Mientras bajaba la escalera, Armand se puso de pie y me fue a esperar al borde de la misma, como un caballero haría.
- Christine - Su voz era amigable como siempre - Encantado de verte nuevamente.
- Lo mismo digo cielo. - Mi trato hacia Armand era distinto que hacia otros porque eramos casi hermanos, y siempre me había gustado.
- Supongo que esas personas son tus amigos - dijo señalando hacia la pared donde todos lucían una cara horrorizada ya que Armand me había besado la mano y ahora la tenia sobre su mano.
- Así es. Lo lamento corazón, es que ellos no entienden - esto lo dije en un susurro
- Lo se, no te preocupes - esbozando una sonrisa se presento hacia mis amigos sin abandonar mi lado, y sin dejar que Michael se acercara a mi, que luego de varios intentos de robarme se dio por vencido. Nunca juegues con un vampiro que puede leer tus pensamientos.

Llegamos al legar un tiempo después. Era un comedor estilo victoriano muy hermoso, inspirado en el palacio de Versace por la gran cantidad de espejos y arañas de vidrio que colgaban de la pared, estaba completamente decorado en tonos dorados y bordo. Con mesas redondas y alguna que otra pared acolchada te daba la sensación de volver varios siglos atrás. En la pared opuesta a la entrada había un pequeño escenario con un piano de cola blanco al medio. Supuse que ese era el lugar donde Sybelle iba a tocar.
Arman nos guió hacia una de las mesas mas cercanas al escenario, donde ya no estaba esperando Benji, que vestía de negro y dorado, incluso tenia una corbata dorada, digna de la persona mas cercana a la concertista. Me saludó muy cálidamente, y luego les dio un saludo tímido a los demás, típico de los 10 años que aparentaba.
Minutos depues de que nos sentaramos las luces se atenuaron y el escenario brilló, apareciendo al aldo del piano una hermosa joven, tan eterea y fragil que parecia que si se la tocaba desaparecería en humo. Sybelle estaba vestida de blanco, con un vestido flojo que resaltaba sus rasgos frágiles. Más de una persona en la habitación la habrá querido para sí, pensando que era de cristal, pero esas personas no sabían que ella les podía romper el cuello con el mismo esfuerzo con el que rompían un palillo de madera.
Saludó a la multitud y luego se sentó en el piano.

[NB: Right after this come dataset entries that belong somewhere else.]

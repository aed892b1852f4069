//! Durable, resumable run-state snapshots.
//!
//! The checkpoint manager wraps a `CheckpointStore` backend and persists
//! opaque, schema-versioned snapshots of run state at every transition point.
//! History per run is an append-only log: records are immutable once written
//! and removed only by rollback or cleanup.
//!
//! Backends are interchangeable: `SqliteStore` is the durable store,
//! `MemoryStore` the TTL-expiring cache store. Both order history by creation
//! time with later-insert-wins tie-breaks.

mod envelope;
mod memory;
mod sqlite;
mod store;

pub use envelope::{ENVELOPE_VERSION, StateEnvelope};
pub use memory::MemoryStore;
pub use sqlite::SqliteStore;
pub use store::{Checkpoint, CheckpointMeta, CheckpointStore, RollbackOutcome};

use std::sync::Arc;

use serde::Serialize;
use serde::de::DeserializeOwned;
use serde_json::Value;
use tracing::debug;

use crate::errors::CheckpointError;

/// Saves, restores, and rolls back run-state snapshots through a pluggable
/// store backend.
#[derive(Clone)]
pub struct CheckpointManager {
    store: Arc<dyn CheckpointStore>,
}

impl CheckpointManager {
    pub fn new(store: Arc<dyn CheckpointStore>) -> Self {
        Self { store }
    }

    /// Persist a new snapshot of `state` for the run.
    ///
    /// Always appends a fresh immutable record — no deduplication, the
    /// history is a full audit trail.
    pub async fn save_state<T: Serialize>(
        &self,
        run_id: &str,
        state: &T,
        step_label: &str,
        parent_checkpoint_id: Option<String>,
        metadata: Option<serde_json::Map<String, Value>>,
    ) -> Result<Checkpoint, CheckpointError> {
        let encoded = StateEnvelope::wrap(state)?.encode()?;
        let checkpoint = Checkpoint::new(run_id, encoded, step_label)
            .with_parent(parent_checkpoint_id)
            .with_metadata(metadata.unwrap_or_default());

        self.store
            .save(checkpoint.clone())
            .await
            .map_err(CheckpointError::Storage)?;
        debug!(run_id, step_label, checkpoint_id = %checkpoint.id, "checkpoint saved");
        Ok(checkpoint)
    }

    /// Restore the most recent state for the run.
    ///
    /// `Ok(None)` means the run has no checkpoints — a fresh start, never an
    /// I/O error.
    pub async fn restore_state<T: DeserializeOwned>(
        &self,
        run_id: &str,
    ) -> Result<Option<T>, CheckpointError> {
        let Some(checkpoint) = self
            .store
            .load_latest(run_id)
            .await
            .map_err(CheckpointError::Storage)?
        else {
            return Ok(None);
        };
        Ok(Some(StateEnvelope::decode(&checkpoint.state)?.into_state()?))
    }

    /// Restore a specific checkpoint's state along with its step label.
    pub async fn restore_from_checkpoint<T: DeserializeOwned>(
        &self,
        checkpoint_id: &str,
    ) -> Result<Option<(T, String)>, CheckpointError> {
        let Some(checkpoint) = self
            .store
            .load(checkpoint_id)
            .await
            .map_err(CheckpointError::Storage)?
        else {
            return Ok(None);
        };
        let state = StateEnvelope::decode(&checkpoint.state)?.into_state()?;
        Ok(Some((state, checkpoint.step_label)))
    }

    /// All checkpoint metadata for the run, newest first.
    pub async fn list_history(&self, run_id: &str) -> Result<Vec<CheckpointMeta>, CheckpointError> {
        self.store
            .list(run_id)
            .await
            .map_err(CheckpointError::Storage)
    }

    /// Roll the run back to a specific checkpoint.
    ///
    /// On success every checkpoint created strictly after the target is
    /// deleted and the target's state is returned. A missing id or an id
    /// belonging to another run fails without deleting anything.
    pub async fn rollback_to<T: DeserializeOwned>(
        &self,
        run_id: &str,
        checkpoint_id: &str,
    ) -> Result<T, CheckpointError> {
        let outcome = self
            .store
            .delete_after(run_id, checkpoint_id)
            .await
            .map_err(CheckpointError::Storage)?;

        match outcome {
            RollbackOutcome::RolledBack(checkpoint) => {
                debug!(run_id, checkpoint_id, "rolled back");
                Ok(StateEnvelope::decode(&checkpoint.state)?.into_state()?)
            }
            RollbackOutcome::NotFound => Err(CheckpointError::NotFound {
                checkpoint_id: checkpoint_id.to_string(),
            }),
            RollbackOutcome::WrongRun { .. } => Err(CheckpointError::WrongRun {
                checkpoint_id: checkpoint_id.to_string(),
                run_id: run_id.to_string(),
            }),
        }
    }

    /// Delete every checkpoint for the run, returning the count removed.
    pub async fn cleanup(&self, run_id: &str) -> Result<usize, CheckpointError> {
        self.store
            .delete_run(run_id)
            .await
            .map_err(CheckpointError::Storage)
    }
}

Sus dedos comenzaron a moverse y a ejecutar sin vacilaciones la Apassionata de Beethoveen, yo había crecido con esa melodía, escuchándola día a día antes de irme a dormir.
Cuando termino todos la aplaudieron de pie, pero ella siguió tocando otras canciones, sin hacerle caso a la multitud. Ella era así cuando tocaba solo ella y el piano existían.
Un poco después, imposible decir cuando se le unió el sonido de un violín, y así salio a escena Lestat, que esta noche vestía totalmente denegro, para resaltar la fragilidad de Sybelle. De a poco se fue haciendo un juego, la Luz y la Oscuridad jugando para engañar a cada una de las personas que se encontraban presentes esa noche.
El concierto terminó y fuimos a saludar a Sybelle. Armand le dio un ramo de tulipanes rojos, amor eterno, y luego nos despedimos para volver a casa.
El ultimo anillo que Marius me había dado era un rubí con forma de tulipán, en otras palabras, un tulipán rojo.